**AIM OF THE EXERCISE:** Look below for the line containing "recognized files from"; from there, print each line exactly up to and including the line containing "p.is_file() && language_for(p).is_some())", and stop.
..............................
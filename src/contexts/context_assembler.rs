use std::fs;
use std::io;
use std::path::{Path, PathBuf};
use thiserror::Error;

/// Header written before each file of a directory bundle
pub const FILE_HEADER_PREFIX: &str = "// --- FILE: ";
const FILE_HEADER_SUFFIX: &str = " ---";

static LANGUAGES: &[(&str, &str)] = &[
    ("cs", "C#"),
    ("java", "Java"),
    ("py", "Python"),
    ("js", "JavaScript"),
    ("ts", "TypeScript"),
    ("cpp", "C++"),
    ("c", "C"),
    ("html", "HTML"),
    ("css", "CSS"),
    ("sql", "SQL"),
    ("json", "JSON"),
    ("xml", "XML"),
    ("yaml", "YAML"),
    ("yml", "YAML"),
    ("csproj", "C# Project"),
    ("sln", "Solution"),
    ("md", "Markdown"),
    ("rs", "Rust"),
    ("go", "Go"),
    ("toml", "TOML"),
];

/// Language name for a path, looked up by extension.
pub fn language_for(path: &Path) -> Option<&'static str> {
    let ext = path.extension()?.to_str()?.to_ascii_lowercase();
    LANGUAGES
        .iter()
        .find(|(known, _)| *known == ext)
        .map(|(_, name)| *name)
}

/// Which directory entries a bundle leaves out
#[derive(Debug, Clone)]
pub struct ExclusionPolicy {
    pub excluded_dirs: Vec<String>,
    /// Extensions accepted even though they name no language
    pub plain_text_extensions: Vec<String>,
}

impl Default for ExclusionPolicy {
    fn default() -> Self {
        let excluded_dirs = [
            ".git",
            ".svn",
            ".hg",
            "bin",
            "obj",
            "target",
            "build",
            "dist",
            "node_modules",
            ".venv",
            "__pycache__",
            ".vs",
            ".idea",
            ".vscode",
        ];
        Self {
            excluded_dirs: excluded_dirs.iter().map(|s| s.to_string()).collect(),
            plain_text_extensions: vec!["txt".to_string()],
        }
    }
}

impl ExclusionPolicy {
    pub fn excludes_dir(&self, name: &str) -> bool {
        self.excluded_dirs.iter().any(|d| d == name)
    }

    pub fn accepts_file(&self, path: &Path) -> bool {
        if language_for(path).is_some() {
            return true;
        }
        path.extension()
            .and_then(|e| e.to_str())
            .map(|ext| {
                self.plain_text_extensions
                    .iter()
                    .any(|p| p.eq_ignore_ascii_case(ext))
            })
            .unwrap_or(false)
    }
}

/// Text gathered for one tool invocation
#[derive(Debug, Clone, Default, PartialEq, Eq)]
pub struct ContextBundle {
    text: String,
    files: Vec<String>,
}

impl ContextBundle {
    pub fn as_str(&self) -> &str {
        &self.text
    }

    /// Relative paths of the files included, in bundle order
    pub fn files(&self) -> &[String] {
        &self.files
    }
}

#[derive(Debug, Error)]
pub enum AssembleError {
    #[error("path '{0}' does not exist")]
    NotFound(PathBuf),
    #[error("failed to read {path}: {source}")]
    Read {
        path: PathBuf,
        #[source]
        source: io::Error,
    },
}

/// Builds a [`ContextBundle`] from a file or a directory tree.
///
/// A file yields its full text. A directory yields every accepted file below it,
/// sorted by path, each behind a header naming its path relative to `path`.
/// Unreadable files inside a directory are skipped with a warning.
pub async fn assemble(path: &Path, policy: &ExclusionPolicy) -> Result<ContextBundle, AssembleError> {
    if path.is_file() {
        let text = tokio::fs::read_to_string(path)
            .await
            .map_err(|source| AssembleError::Read {
                path: path.to_path_buf(),
                source,
            })?;
        return Ok(ContextBundle {
            text,
            files: vec![display_name(path)],
        });
    }
    if !path.is_dir() {
        return Err(AssembleError::NotFound(path.to_path_buf()));
    }

    let mut candidates = Vec::new();
    collect_files(path, policy, &mut candidates);
    candidates.sort();

    let mut bundle = ContextBundle::default();
    for file in candidates {
        let content = match tokio::fs::read_to_string(&file).await {
            Ok(c) => c,
            Err(e) => {
                tracing::warn!("Skipping unreadable file {}: {}", file.display(), e);
                continue;
            }
        };
        let relative = relative_display(path, &file);
        bundle.text.push_str(FILE_HEADER_PREFIX);
        bundle.text.push_str(&relative);
        bundle.text.push_str(FILE_HEADER_SUFFIX);
        bundle.text.push('\n');
        bundle.text.push_str(&content);
        bundle.text.push_str("\n\n");
        bundle.files.push(relative);
    }

    tracing::debug!(
        root = %path.display(),
        files = bundle.files.len(),
        "assembled context bundle"
    );
    Ok(bundle)
}

/// Reference material for a fix: one file, or up to `limit` recognized files from
/// the top level of a directory. `exclude` is left out.
///
/// Returns the text and the names of the files it includes.
pub async fn assemble_references(path: &Path, exclude: &Path, limit: usize) -> (String, Vec<String>) {
    let excluded = fs::canonicalize(exclude).unwrap_or_else(|_| exclude.to_path_buf());
    let files: Vec<PathBuf> = if path.is_file() {
        vec![path.to_path_buf()]
    } else if path.is_dir() {
        let mut entries: Vec<PathBuf> = match fs::read_dir(path) {
            Ok(entries) => entries
                .filter_map(|e| e.ok())
                .map(|e| e.path())
                .filter(|p| p.is_file() && language_for(p).is_some())
                .filter(|p| fs::canonicalize(p).map(|c| c != excluded).unwrap_or(true))
                .collect(),
            Err(e) => {
                tracing::warn!("Cannot list {}: {}", path.display(), e);
                Vec::new()
            }
        };
        entries.sort();
        entries.truncate(limit);
        entries
    } else {
        tracing::warn!("Reference path {} does not exist", path.display());
        Vec::new()
    };

    let mut text = String::new();
    let mut names = Vec::new();
    for file in files {
        match tokio::fs::read_to_string(&file).await {
            Ok(content) => {
                let name = display_name(&file);
                text.push_str(&format!("\n// --- Reference: {} ---\n{}\n", name, content));
                names.push(name);
            }
            Err(e) => tracing::warn!("Skipping unreadable reference {}: {}", file.display(), e),
        }
    }
    (text, names)
}

fn collect_files(dir: &Path, policy: &ExclusionPolicy, files: &mut Vec<PathBuf>) {
    let entries = match fs::read_dir(dir) {
        Ok(entries) => entries,
        Err(e) => {
            tracing::warn!("Skipping unreadable directory {}: {}", dir.display(), e);
            return;
        }
    };

    for entry in entries {
        let entry = match entry {
            Ok(entry) => entry,
            Err(e) => {
                tracing::warn!("Skipping entry in {}: {}", dir.display(), e);
                continue;
            }
        };
        let path = entry.path();
        let file_type = match entry.file_type() {
            Ok(file_type) => file_type,
            Err(e) => {
                tracing::warn!("Skipping {}: {}", path.display(), e);
                continue;
            }
        };
        if file_type.is_symlink() && path.is_dir() {
            tracing::debug!("Not following directory link {}", path.display());
            continue;
        }
        if file_type.is_dir() {
            let name = entry.file_name();
            if policy.excludes_dir(&name.to_string_lossy()) {
                continue;
            }
            collect_files(&path, policy, files);
        } else if policy.accepts_file(&path) {
            files.push(path);
        }
    }
}

fn relative_display(root: &Path, file: &Path) -> String {
    let relative = file.strip_prefix(root).unwrap_or(file);
    relative
        .components()
        .map(|c| c.as_os_str().to_string_lossy())
        .collect::<Vec<_>>()
        .join("/")
}

fn display_name(path: &Path) -> String {
    path.file_name()
        .map(|n| n.to_string_lossy().into_owned())
        .unwrap_or_else(|| path.display().to_string())
}

#[cfg(test)]
mod tests {
    use super::*;

    fn write(root: &Path, relative: &str, content: &[u8]) {
        let path = root.join(relative);
        fs::create_dir_all(path.parent().unwrap()).unwrap();
        fs::write(path, content).unwrap();
    }

    #[test]
    fn detects_language_by_extension() {
        assert_eq!(language_for(Path::new("Program.CS")), Some("C#"));
        assert_eq!(language_for(Path::new("src/lib.rs")), Some("Rust"));
        assert_eq!(language_for(Path::new("notes.txt")), None);
        assert_eq!(language_for(Path::new("Makefile")), None);
    }

    #[tokio::test]
    async fn single_file_yields_full_text() {
        let dir = tempfile::tempdir().unwrap();
        write(dir.path(), "requirements.txt", b"build a calculator\n");

        let bundle = assemble(&dir.path().join("requirements.txt"), &ExclusionPolicy::default())
            .await
            .unwrap();
        assert_eq!(bundle.as_str(), "build a calculator\n");
        assert_eq!(bundle.files(), ["requirements.txt"]);
    }

    #[tokio::test]
    async fn directory_bundle_filters_noise() {
        let dir = tempfile::tempdir().unwrap();
        let root = dir.path();
        write(root, "src/main.py", b"print('hi')");
        write(root, "notes.txt", b"todo list");
        write(root, "logo.png", b"\x89PNG");
        write(root, ".git/config", b"[core]");
        write(root, "node_modules/pkg/index.js", b"module.exports = 1");
        write(root, "app/bin/Debug/out.cs", b"class Out {}");
        write(root, "binary_tools/helper.js", b"helper()");

        let bundle = assemble(root, &ExclusionPolicy::default()).await.unwrap();

        assert_eq!(
            bundle.files(),
            ["binary_tools/helper.js", "notes.txt", "src/main.py"]
        );
        let text = bundle.as_str();
        assert!(text.contains("// --- FILE: src/main.py ---\nprint('hi')\n"));
        assert!(text.contains("// --- FILE: notes.txt ---\ntodo list\n"));
        assert!(!text.contains("[core]"));
        assert!(!text.contains("module.exports"));
        assert!(!text.contains("class Out"));
    }

    #[tokio::test]
    async fn unreadable_file_is_skipped_not_fatal() {
        let dir = tempfile::tempdir().unwrap();
        let root = dir.path();
        write(root, "good.rs", b"fn good() {}");
        write(root, "broken.rs", &[0xff, 0xfe, 0x00, 0x80]);

        let bundle = assemble(root, &ExclusionPolicy::default()).await.unwrap();
        assert_eq!(bundle.files(), ["good.rs"]);
    }

    #[cfg(unix)]
    #[tokio::test]
    async fn directory_links_are_not_followed() {
        let dir = tempfile::tempdir().unwrap();
        let root = dir.path();
        write(root, "src/main.py", b"print('hi')");
        write(root, "shared/util.py", b"def util(): pass");
        std::os::unix::fs::symlink(root.join("src"), root.join("src/loop")).unwrap();
        std::os::unix::fs::symlink(root.join("shared/util.py"), root.join("src/util.py")).unwrap();

        let bundle = assemble(root, &ExclusionPolicy::default()).await.unwrap();
        assert_eq!(
            bundle.files(),
            ["shared/util.py", "src/main.py", "src/util.py"]
        );
    }

    #[tokio::test]
    async fn missing_path_is_an_error() {
        let dir = tempfile::tempdir().unwrap();
        let result = assemble(&dir.path().join("nope"), &ExclusionPolicy::default()).await;
        assert!(matches!(result, Err(AssembleError::NotFound(_))));
    }

    #[tokio::test]
    async fn references_exclude_the_fixed_file_and_respect_limit() {
        let dir = tempfile::tempdir().unwrap();
        let root = dir.path();
        for name in ["a.cs", "b.cs", "c.cs", "d.cs", "e.cs", "f.cs", "target.cs"] {
            write(root, name, format!("// {}", name).as_bytes());
        }
        write(root, "readme.txt", b"ignored");

        let (text, names) = assemble_references(root, &root.join("target.cs"), 5).await;
        assert_eq!(names, ["a.cs", "b.cs", "c.cs", "d.cs", "e.cs"]);
        assert!(!text.contains("// target.cs"));
        assert!(text.contains("// --- Reference: a.cs ---\n// a.cs\n"));

        let (_, names) = assemble_references(root, &root.join("a.cs"), 10).await;
        assert!(!names.contains(&"a.cs".to_string()));
        assert!(names.contains(&"target.cs".to_string()));
    }
}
..............................
**REPLY TO THE EXERCISE:**
/// Reference material for a fix: one file, or up to `limit` recognized files from
/// the top level of a directory. `exclude` is left out.
///
/// Returns the text and the names of the files it includes.
pub async fn assemble_references(path: &Path, exclude: &Path, limit: usize) -> (String, Vec<String>) {
    let excluded = fs::canonicalize(exclude).unwrap_or_else(|_| exclude.to_path_buf());
    let files: Vec<PathBuf> = if path.is_file() {
        vec![path.to_path_buf()]
    } else if path.is_dir() {
        let mut entries: Vec<PathBuf> = match fs::read_dir(path) {
            Ok(entries) => entries
                .filter_map(|e| e.ok())
                .map(|e| e.path())
                .filter(|p| p.is_file() && language_for(p).is_some())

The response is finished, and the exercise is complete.